**What the exercise asks**
Copy the entries below in full, keeping them exactly as they are.

**Saved data entries**
--

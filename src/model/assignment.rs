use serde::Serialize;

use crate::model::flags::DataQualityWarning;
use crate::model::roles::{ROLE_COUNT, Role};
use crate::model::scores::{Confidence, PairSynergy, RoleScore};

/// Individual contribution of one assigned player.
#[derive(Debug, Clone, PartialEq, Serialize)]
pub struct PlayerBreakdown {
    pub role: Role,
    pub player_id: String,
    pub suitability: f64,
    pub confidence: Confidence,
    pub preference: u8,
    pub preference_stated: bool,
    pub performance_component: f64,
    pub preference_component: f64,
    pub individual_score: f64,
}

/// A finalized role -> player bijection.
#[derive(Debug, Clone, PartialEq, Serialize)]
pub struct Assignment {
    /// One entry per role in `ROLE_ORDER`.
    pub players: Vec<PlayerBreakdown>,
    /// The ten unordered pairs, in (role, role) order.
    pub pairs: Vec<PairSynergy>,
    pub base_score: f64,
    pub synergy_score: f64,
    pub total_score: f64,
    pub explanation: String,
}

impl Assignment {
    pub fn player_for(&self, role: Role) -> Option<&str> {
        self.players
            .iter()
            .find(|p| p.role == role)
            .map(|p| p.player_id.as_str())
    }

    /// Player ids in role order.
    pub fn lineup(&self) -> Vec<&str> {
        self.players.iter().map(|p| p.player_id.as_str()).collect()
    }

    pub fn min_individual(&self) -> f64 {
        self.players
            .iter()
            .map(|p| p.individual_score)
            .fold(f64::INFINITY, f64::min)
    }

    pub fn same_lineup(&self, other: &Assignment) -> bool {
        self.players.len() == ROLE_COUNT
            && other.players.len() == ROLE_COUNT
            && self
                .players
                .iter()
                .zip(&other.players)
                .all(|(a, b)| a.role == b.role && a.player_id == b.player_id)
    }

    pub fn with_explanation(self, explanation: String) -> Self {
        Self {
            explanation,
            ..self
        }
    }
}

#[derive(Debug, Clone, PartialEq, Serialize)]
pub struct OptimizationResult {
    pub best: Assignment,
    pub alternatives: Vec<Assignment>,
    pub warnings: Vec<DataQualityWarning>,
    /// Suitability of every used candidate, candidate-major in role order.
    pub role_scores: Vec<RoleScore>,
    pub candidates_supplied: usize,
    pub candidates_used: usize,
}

--

**Answer for the task**
filename src/model/assignment.rs
use serde::Serialize;

use crate::model::flags::DataQualityWarning;
use crate::model::roles::{ROLE_COUNT, Role};
use crate::model::scores::{Confidence, PairSynergy, RoleScore};

/// Individual contribution of one assigned player.
#[derive(Debug, Clone, PartialEq, Serialize)]
pub struct PlayerBreakdown {
    pub role: Role,
    pub player_id: String,
    pub suitability: f64,
    pub confidence: Confidence,
    pub preference: u8,
    pub preference_stated: bool,
    pub performance_component: f64,
    pub preference_component: f64,
    pub individual_score: f64,
}

/// A finalized role -> player bijection.
#[derive(Debug, Clone, PartialEq, Serialize)]
pub struct Assignment {
    /// One entry per role in `ROLE_ORDER`.
    pub players: Vec<PlayerBreakdown>,
    /// The ten unordered pairs, in (role, role) order.
    pub pairs: Vec<PairSynergy>,
    pub base_score: f64,
    pub synergy_score: f64,
    pub total_score: f64,
    pub explanation: String,
}

impl Assignment {
    pub fn player_for(&self, role: Role) -> Option<&str> {
        self.players
            .iter()
            .find(|p| p.role == role)
            .map(|p| p.player_id.as_str())
    }

    /// Player ids in role order.
    pub fn lineup(&self) -> Vec<&str> {
        self.players.iter().map(|p| p.player_id.as_str()).collect()
    }

    pub fn min_individual(&self) -> f64 {
        self.players
            .iter()
            .map(|p| p.individual_score)
            .fold(f64::INFINITY, f64::min)
    }

    pub fn same_lineup(&self, other: &Assignment) -> bool {
        self.players.len() == ROLE_COUNT
            && other.players.len() == ROLE_COUNT
            && self
                .players
                .iter()
                .zip(&other.players)
                .all(|(a, b)| a.role == b.role && a.player_id == b.player_id)
    }

    pub fn with_explanation(self, explanation: String) -> Self {
        Self {
            explanation,
            ..self
        }
    }
}

#[derive(Debug, Clone, PartialEq, Serialize)]
pub struct OptimizationResult {
    pub best: Assignment,
    pub alternatives: Vec<Assignment>,
    pub warnings: Vec<DataQualityWarning>,
    /// Suitability of every used candidate, candidate-major in role order.
    pub role_scores: Vec<RoleScore>,
    pub candidates_supplied: usize,
    pub candidates_used: usize,
}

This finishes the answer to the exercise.